→ Your instructions
Word for word, restate every record.

→ Records provided

-----

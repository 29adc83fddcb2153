//! Stickerpacks in the format expected by WhatsApp sticker importer apps.
//!
//! The field names of [`OutputManifest`] and [`OutputPack`] are read by the importer and must not be changed.

use crate::slug::slugify;
use serde::{Deserialize, Serialize};

mod metadata;
pub use metadata::MetaData;

mod payload;
pub use payload::{build, build_default};

/// WhatsApp does not accept more stickers at one pack.
pub const MAX_STICKERS_PER_PACK: usize = 30;
/// Used for stickers without any emoji.
pub const FALLBACK_EMOJI: &str = "✨";
/// Tray image of a pack without stickers.
pub const FALLBACK_TRAY_IMAGE: &str = "tray.png";

/// A stickerpack before it was split into WhatsApp packs.
#[derive(Clone, Debug, Default, Deserialize, Eq, PartialEq, Serialize)]
pub struct StickerSet {
	#[serde(default)]
	pub name: String,
	/// url and file name safe identifier; [`slugify`]ed name if `None`
	#[serde(default, skip_serializing_if = "Option::is_none")]
	pub identifier: Option<String>,
	#[serde(default, skip_serializing_if = "Option::is_none")]
	pub publisher: Option<String>,
	#[serde(default)]
	pub stickers: Vec<StickerRef>
}

impl StickerSet {
	/// The identifier of the set, or the slug of its name if no identifier is set.
	pub fn identifier(&self) -> String {
		match self.identifier.as_deref().map(str::trim) {
			Some(identifier) if !identifier.is_empty() => identifier.to_owned(),
			_ => slugify(&self.name)
		}
	}
}

#[derive(Clone, Debug, Default, Deserialize, Eq, PartialEq, Serialize)]
pub struct StickerRef {
	pub image_file: String,
	#[serde(default)]
	pub emojis: Vec<String>,
	#[serde(default, skip_serializing_if = "Option::is_none")]
	pub source_url: Option<String>,
	/// file id to download the sticker from telegram
	#[serde(default, skip_serializing_if = "Option::is_none")]
	pub telegram_file_id: Option<String>
}

impl StickerRef {
	pub fn new<S: Into<String>>(image_file: S, emoji: Option<String>) -> Self {
		Self {
			image_file: image_file.into(),
			emojis: normalize_emojis(emoji),
			source_url: None,
			telegram_file_id: None
		}
	}

	/// The emojis of this sticker, or [`FALLBACK_EMOJI`] if it has none.
	pub fn normalized_emojis(&self) -> Vec<String> {
		normalize_emojis(self.emojis.iter().cloned())
	}
}

fn normalize_emojis<I>(emojis: I) -> Vec<String>
where
	I: IntoIterator<Item = String>
{
	let emojis: Vec<String> = emojis.into_iter().filter(|emoji| !emoji.trim().is_empty()).collect();
	if emojis.is_empty() {
		return vec![FALLBACK_EMOJI.to_owned()];
	}
	emojis
}

#[derive(Clone, Debug, Deserialize, Eq, PartialEq, Serialize)]
pub struct OutputSticker {
	pub image_file: String,
	pub emojis: Vec<String>
}

impl From<&StickerRef> for OutputSticker {
	fn from(value: &StickerRef) -> Self {
		Self {
			image_file: value.image_file.clone(),
			emojis: value.normalized_emojis()
		}
	}
}

#[derive(Clone, Debug, Deserialize, Eq, PartialEq, Serialize)]
pub struct OutputPack {
	pub identifier: String,
	pub name: String,
	pub publisher: String,
	pub tray_image_file: String,
	pub publisher_email: String,
	pub publisher_website: String,
	pub privacy_policy_website: String,
	pub license_agreement_website: String,
	pub stickers: Vec<OutputSticker>
}

#[derive(Clone, Debug, Default, Deserialize, Eq, PartialEq, Serialize)]
pub struct OutputManifest {
	pub sticker_packs: Vec<OutputPack>
}

impl OutputManifest {
	pub fn sticker_count(&self) -> usize {
		self.sticker_packs.iter().map(|pack| pack.stickers.len()).sum()
	}
}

-----

→ Reply to the exercise
repository 29adc83fddcb2153
//! Stickerpacks in the format expected by WhatsApp sticker importer apps.
//!
//! The field names of [`OutputManifest`] and [`OutputPack`] are read by the importer and must not be changed.

use crate::slug::slugify;
use serde::{Deserialize, Serialize};

mod metadata;
pub use metadata::MetaData;

mod payload;
pub use payload::{build, build_default};

/// WhatsApp does not accept more stickers at one pack.
pub const MAX_STICKERS_PER_PACK: usize = 30;
/// Used for stickers without any emoji.
pub const FALLBACK_EMOJI: &str = "✨";
/// Tray image of a pack without stickers.
pub const FALLBACK_TRAY_IMAGE: &str = "tray.png";

/// A stickerpack before it was split into WhatsApp packs.
#[derive(Clone, Debug, Default, Deserialize, Eq, PartialEq, Serialize)]
pub struct StickerSet {
	#[serde(default)]
	pub name: String,
	/// url and file name safe identifier; [`slugify`]ed name if `None`
	#[serde(default, skip_serializing_if = "Option::is_none")]
	pub identifier: Option<String>,
	#[serde(default, skip_serializing_if = "Option::is_none")]
	pub publisher: Option<String>,
	#[serde(default)]
	pub stickers: Vec<StickerRef>
}

impl StickerSet {
	/// The identifier of the set, or the slug of its name if no identifier is set.
	pub fn identifier(&self) -> String {
		match self.identifier.as_deref().map(str::trim) {
			Some(identifier) if !identifier.is_empty() => identifier.to_owned(),
			_ => slugify(&self.name)
		}
	}
}

#[derive(Clone, Debug, Default, Deserialize, Eq, PartialEq, Serialize)]
pub struct StickerRef {
	pub image_file: String,
	#[serde(default)]
	pub emojis: Vec<String>,
	#[serde(default, skip_serializing_if = "Option::is_none")]
	pub source_url: Option<String>,
	/// file id to download the sticker from telegram
	#[serde(default, skip_serializing_if = "Option::is_none")]
	pub telegram_file_id: Option<String>
}

impl StickerRef {
	pub fn new<S: Into<String>>(image_file: S, emoji: Option<String>) -> Self {
		Self {
			image_file: image_file.into(),
			emojis: normalize_emojis(emoji),
			source_url: None,
			telegram_file_id: None
		}
	}

	/// The emojis of this sticker, or [`FALLBACK_EMOJI`] if it has none.
	pub fn normalized_emojis(&self) -> Vec<String> {
		normalize_emojis(self.emojis.iter().cloned())
	}
}

fn normalize_emojis<I>(emojis: I) -> Vec<String>
where
	I: IntoIterator<Item = String>
{
	let emojis: Vec<String> = emojis.into_iter().filter(|emoji| !emoji.trim().is_empty()).collect();
	if emojis.is_empty() {
		return vec![FALLBACK_EMOJI.to_owned()];
	}
	emojis
}

#[derive(Clone, Debug, Deserialize, Eq, PartialEq, Serialize)]
pub struct OutputSticker {
	pub image_file: String,
	pub emojis: Vec<String>
}

impl From<&StickerRef> for OutputSticker {
	fn from(value: &StickerRef) -> Self {
		Self {
			image_file: value.image_file.clone(),
			emojis: value.normalized_emojis()
		}
	}
}

#[derive(Clone, Debug, Deserialize, Eq, PartialEq, Serialize)]
pub struct OutputPack {
	pub identifier: String,
	pub name: String,
	pub publisher: String,
	pub tray_image_file: String,
	pub publisher_email: String,
	pub publisher_website: String,
	pub privacy_policy_website: String,
	pub license_agreement_website: String,
	pub stickers: Vec<OutputSticker>
}

#[derive(Clone, Debug, Default, Deserialize, Eq, PartialEq, Serialize)]
pub struct OutputManifest {
	pub sticker_packs: Vec<OutputPack>
}

impl OutputManifest {
	pub fn sticker_count(&self) -> usize {
		self.sticker_packs.iter().map(|pack| pack.stickers.len()).sum()
	}
}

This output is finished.